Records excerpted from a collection
##########
#[cfg(test)]
mod tests {
    use super::*;
    use std::cell::Cell;
    use std::path::{Path, PathBuf};

    struct FakeScripts {
        title_calls: Cell<usize>,
        script_calls: Cell<usize>,
    }

    impl FakeScripts {
        fn new() -> Self {
            Self {
                title_calls: Cell::new(0),
                script_calls: Cell::new(0),
            }
        }
    }

    impl ScriptProvider for FakeScripts {
        fn generate_title(&self) -> Result<String, PipelineError> {
            self.title_calls.set(self.title_calls.get() + 1);
            Ok("The River Song".to_string())
        }

        fn generate_script(&self, title: &str) -> Result<String, PipelineError> {
            self.script_calls.set(self.script_calls.get() + 1);
            Ok(format!("Once upon a time: {title}"))
        }
    }

    struct FakeSpeech {
        calls: Cell<usize>,
    }

    impl FakeSpeech {
        fn new() -> Self {
            Self {
                calls: Cell::new(0),
            }
        }
    }

    impl SpeechSynthesizer for FakeSpeech {
        fn synthesize(&self, _text: &str) -> Result<Vec<u8>, PipelineError> {
            self.calls.set(self.calls.get() + 1);
            Ok(b"narration-audio".to_vec())
        }
    }

    struct FakeImages {
        calls: Cell<usize>,
    }

    impl FakeImages {
        fn new() -> Self {
            Self {
                calls: Cell::new(0),
            }
        }
    }

    impl ImageGenerator for FakeImages {
        fn generate(&self, _prompt: &str) -> Result<Vec<u8>, PipelineError> {
            self.calls.set(self.calls.get() + 1);
            Ok(b"image-bytes".to_vec())
        }
    }

    struct FakeMedia {
        voice_secs: f64,
        fail_concat: Cell<bool>,
    }

    impl FakeMedia {
        fn new(voice_secs: f64) -> Self {
            Self {
                voice_secs,
                fail_concat: Cell::new(false),
            }
        }
    }

    impl MediaTool for FakeMedia {
        fn probe_duration(&self, path: &Path) -> Result<f64, PipelineError> {
            if path.extension().and_then(|e| e.to_str()) == Some("mp3") {
                Ok(self.voice_secs)
            } else {
                Ok(10.0)
            }
        }

        fn concat_copy(&self, _inputs: &[PathBuf], output: &Path) -> Result<(), PipelineError> {
            if self.fail_concat.get() {
                return Err(PipelineError::AssemblyFailed("concat exit 1".to_string()));
            }
            fs::write(output, b"concat").unwrap();
            Ok(())
        }

        fn mux(
            &self,
            _video: &Path,
            _audio: &Path,
            output: &Path,
            _narration_secs: f64,
            _max_secs: Option<f64>,
        ) -> Result<(), PipelineError> {
            fs::write(output, b"muxed-video").unwrap();
            Ok(())
        }

        fn loop_still(
            &self,
            _image: &Path,
            _audio: &Path,
            output: &Path,
            _narration_secs: f64,
            _max_secs: Option<f64>,
        ) -> Result<(), PipelineError> {
            fs::write(output, b"looped-video").unwrap();
            Ok(())
        }
    }

    struct Fixture {
        _dirs: (tempfile::TempDir, tempfile::TempDir),
        config: Config,
        store: EpisodeStore,
        scripts: FakeScripts,
        speech: FakeSpeech,
        images: FakeImages,
        media: FakeMedia,
    }

    impl Fixture {
        fn new(mode: AssemblyMode) -> Self {
            let output = tempfile::tempdir().unwrap();
            let clips = tempfile::tempdir().unwrap();
            for i in 0..3 {
                fs::write(clips.path().join(format!("clip{i}.mp4")), b"clip").unwrap();
            }

            let mut config = Config::default();
            config.output_dir = output.path().to_path_buf();
            config.clips_dir = clips.path().to_path_buf();
            config.assembly = mode;

            let store = EpisodeStore::open(output.path()).unwrap();
            Self {
                _dirs: (output, clips),
                config,
                store,
                scripts: FakeScripts::new(),
                speech: FakeSpeech::new(),
                images: FakeImages::new(),
                media: FakeMedia::new(25.0),
            }
        }

        fn pipeline(&self) -> Pipeline<'_> {
            Pipeline::new(
                &self.config,
                &self.store,
                &self.scripts,
                &self.speech,
                &self.images,
                &self.media,
            )
        }
    }

    #[test]
    fn generate_produces_all_artifacts() {
        let fx = Fixture::new(AssemblyMode::ClipLibrary);

        let key = fx.pipeline().generate().unwrap();
        assert_eq!(key, "ep01-the-river-song");

        let episodes = fx.store.episodes().unwrap();
        let episode = &episodes[0];
        assert!(artifact_present(&episode.script_path()));
        assert!(artifact_present(&episode.voice_path()));
        assert!(artifact_present(&episode.video_path()));
        assert!(!episode.concat_path().exists());
        assert_eq!(fx.scripts.title_calls.get(), 1);
        assert_eq!(fx.scripts.script_calls.get(), 1);
        assert_eq!(fx.speech.calls.get(), 1);
        assert_eq!(fx.images.calls.get(), 0);
    }

    #[test]
    fn repair_leaves_complete_episodes_untouched() {
        let fx = Fixture::new(AssemblyMode::ClipLibrary);
        fx.pipeline().generate().unwrap();

        let episodes = fx.store.episodes().unwrap();
        let episode = &episodes[0];
        let script_before = fs::read(episode.script_path()).unwrap();
        let voice_before = fs::read(episode.voice_path()).unwrap();
        let video_before = fs::read(episode.video_path()).unwrap();

        let summary = fx.pipeline().repair().unwrap();
        assert_eq!(summary.untouched, 1);
        assert_eq!(summary.repaired, 0);

        // No second round of external calls, artifacts byte-identical
        assert_eq!(fx.scripts.script_calls.get(), 1);
        assert_eq!(fx.speech.calls.get(), 1);
        assert_eq!(fs::read(episode.script_path()).unwrap(), script_before);
        assert_eq!(fs::read(episode.voice_path()).unwrap(), voice_before);
        assert_eq!(fs::read(episode.video_path()).unwrap(), video_before);
    }

    #[test]
    fn repair_completes_partial_episode_without_regenerating_script() {
        let fx = Fixture::new(AssemblyMode::ClipLibrary);
        let episode = fx.store.create_episode(1, "half done").unwrap();
        fs::write(episode.script_path(), b"a script").unwrap();

        let summary = fx.pipeline().repair().unwrap();
        assert_eq!(summary.repaired, 1);
        assert!(artifact_present(&episode.voice_path()));
        assert!(artifact_present(&episode.video_path()));
        assert_eq!(fx.scripts.title_calls.get(), 0);
        assert_eq!(fx.scripts.script_calls.get(), 0);
        assert_eq!(fx.speech.calls.get(), 1);
    }

    #[test]
    fn repair_skips_episodes_without_a_script() {
        let fx = Fixture::new(AssemblyMode::ClipLibrary);
        fx.store.create_episode(1, "orphan").unwrap();

        let summary = fx.pipeline().repair().unwrap();
        assert_eq!(summary.skipped, 1);
        assert_eq!(summary.repaired, 0);
        assert_eq!(fx.speech.calls.get(), 0);
    }

    #[test]
    fn assembly_failure_keeps_earlier_artifacts_for_the_next_run() {
        let fx = Fixture::new(AssemblyMode::ClipLibrary);
        fx.media.fail_concat.set(true);

        let err = fx.pipeline().generate().unwrap_err();
        assert!(matches!(err, PipelineError::AssemblyFailed(_)));

        let episodes = fx.store.episodes().unwrap();
        let episode = &episodes[0];
        assert!(artifact_present(&episode.script_path()));
        assert!(artifact_present(&episode.voice_path()));
        assert!(!episode.video_path().exists());

        // The next invocation resumes at the failed stage only
        fx.media.fail_concat.set(false);
        let summary = fx.pipeline().repair().unwrap();
        assert_eq!(summary.repaired, 1);
        assert_eq!(fx.speech.calls.get(), 1);
        assert!(artifact_present(&episode.video_path()));
    }

    #[test]
    fn still_image_mode_generates_prompt_and_image() {
        let fx = Fixture::new(AssemblyMode::StillImage);

        fx.pipeline().generate().unwrap();

        let episodes = fx.store.episodes().unwrap();
        let episode = &episodes[0];
        assert!(artifact_present(&episode.prompt_path()));
        assert!(artifact_present(&episode.image_path()));
        assert!(artifact_present(&episode.video_path()));
        assert_eq!(fx.images.calls.get(), 1);
        assert_eq!(
            fs::read_to_string(episode.video_path()).unwrap(),
            "looped-video"
        );
    }

    #[test]
    fn still_image_repair_requires_the_prompt_artifact() {
        let fx = Fixture::new(AssemblyMode::StillImage);
        let episode = fx.store.create_episode(1, "legacy").unwrap();
        fs::write(episode.script_path(), b"a script").unwrap();

        let summary = fx.pipeline().repair().unwrap();
        assert_eq!(summary.skipped, 1);
        assert_eq!(fx.images.calls.get(), 0);
    }
}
##########
--- Problem description ---
Across the records above, count each line that holds the word "FakeSpeech" and give only the resulting number.

--- Answer for this exercise ---
5